**TASK OBJECTIVE**
Output only an exact transcription of the line containing "pub fn diagnostics(&self)" and all lines that follow it in the data below.

________________

//! Diagnostic module - Error reporting infrastructure.
//!
//! This module provides types for creating, formatting, and reporting
//! diagnostics: the [`Diagnostic`] record itself, its [`Level`] and
//! [`DiagnosticCode`], the [`Emitter`] that renders it against a source
//! buffer, and the [`Handler`] that counts what a run has reported.
//!
//! # Examples
//!
//! ```
//! use indc_util::diagnostic::{ColorConfig, Diagnostic, DiagnosticCode, Emitter, Handler};
//! use indc_util::Span;
//!
//! let source = b"var s = \"oops\n";
//! let diag = Diagnostic::error("unterminated string literal", Span::new(8, 14, 1))
//!     .with_code(DiagnosticCode::E_LEXER_UNTERMINATED_STRING);
//!
//! let emitter = Emitter::with_terminal(ColorConfig::Never, false);
//! let text = emitter.render("main.ind", source, &diag).unwrap();
//! assert!(text.starts_with("main.ind:1:9:\nerror: unterminated string literal"));
//!
//! let handler = Handler::new();
//! handler.emit_diagnostic(diag);
//! assert!(handler.has_errors());
//! ```

mod codes;
mod emitter;
mod level;

pub use codes::DiagnosticCode;
pub use emitter::{Emitter, SourceSnippet};
pub use level::{ColorConfig, Level};

use crate::Span;
use std::cell::RefCell;

/// A diagnostic message with severity and location
#[derive(Clone, Debug, PartialEq, Eq)]
pub struct Diagnostic {
    /// Diagnostic severity level
    pub level: Level,
    /// Main diagnostic message
    pub message: String,
    /// Source location
    pub span: Span,
    /// Optional diagnostic code
    pub code: Option<DiagnosticCode>,
}

impl Diagnostic {
    /// Create a new diagnostic
    pub fn new(level: Level, message: impl Into<String>, span: Span) -> Self {
        Self {
            level,
            message: message.into(),
            span,
            code: None,
        }
    }

    /// Create an error diagnostic
    pub fn error(message: impl Into<String>, span: Span) -> Self {
        Self::new(Level::Error, message, span)
    }

    /// Create a warning diagnostic
    pub fn warning(message: impl Into<String>, span: Span) -> Self {
        Self::new(Level::Warning, message, span)
    }

    /// Set the diagnostic code
    pub fn with_code(mut self, code: DiagnosticCode) -> Self {
        self.code = Some(code);
        self
    }
}

/// Handler for collecting and counting diagnostics
///
/// The driver records every diagnostic it prints here and asks the handler
/// at the end of the run whether anything failed.
pub struct Handler {
    /// Collected diagnostics
    diagnostics: RefCell<Vec<Diagnostic>>,
}

impl Handler {
    /// Create a new handler
    pub fn new() -> Self {
        Self {
            diagnostics: RefCell::new(Vec::new()),
        }
    }

    /// Record a pre-built diagnostic
    pub fn emit_diagnostic(&self, diagnostic: Diagnostic) {
        tracing::debug!(
            level = %diagnostic.level,
            line = diagnostic.span.line,
            message = %diagnostic.message,
            "diagnostic recorded"
        );
        self.diagnostics.borrow_mut().push(diagnostic);
    }

    /// Check if any errors have been reported
    pub fn has_errors(&self) -> bool {
        self.diagnostics
            .borrow()
            .iter()
            .any(|d| d.level == Level::Error)
    }

    /// Get the number of errors
    pub fn error_count(&self) -> usize {
        self.diagnostics
            .borrow()
            .iter()
            .filter(|d| d.level == Level::Error)
            .count()
    }

    /// Get the number of warnings
    pub fn warning_count(&self) -> usize {
        self.diagnostics
            .borrow()
            .iter()
            .filter(|d| d.level == Level::Warning)
            .count()
    }

    /// Get all diagnostics
    pub fn diagnostics(&self) -> Vec<Diagnostic> {
        self.diagnostics.borrow().clone()
    }

    /// Clear all diagnostics
    pub fn clear(&self) {
        self.diagnostics.borrow_mut().clear();
    }
}

impl Default for Handler {
    fn default() -> Self {
        Self::new()
    }
}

________________

**EXERCISE ANSWER**
    pub fn diagnostics(&self) -> Vec<Diagnostic> {
        self.diagnostics.borrow().clone()
    }

    /// Clear all diagnostics
    pub fn clear(&self) {
        self.diagnostics.borrow_mut().clear();
    }
}

impl Default for Handler {
    fn default() -> Self {
        Self::new()
    }
}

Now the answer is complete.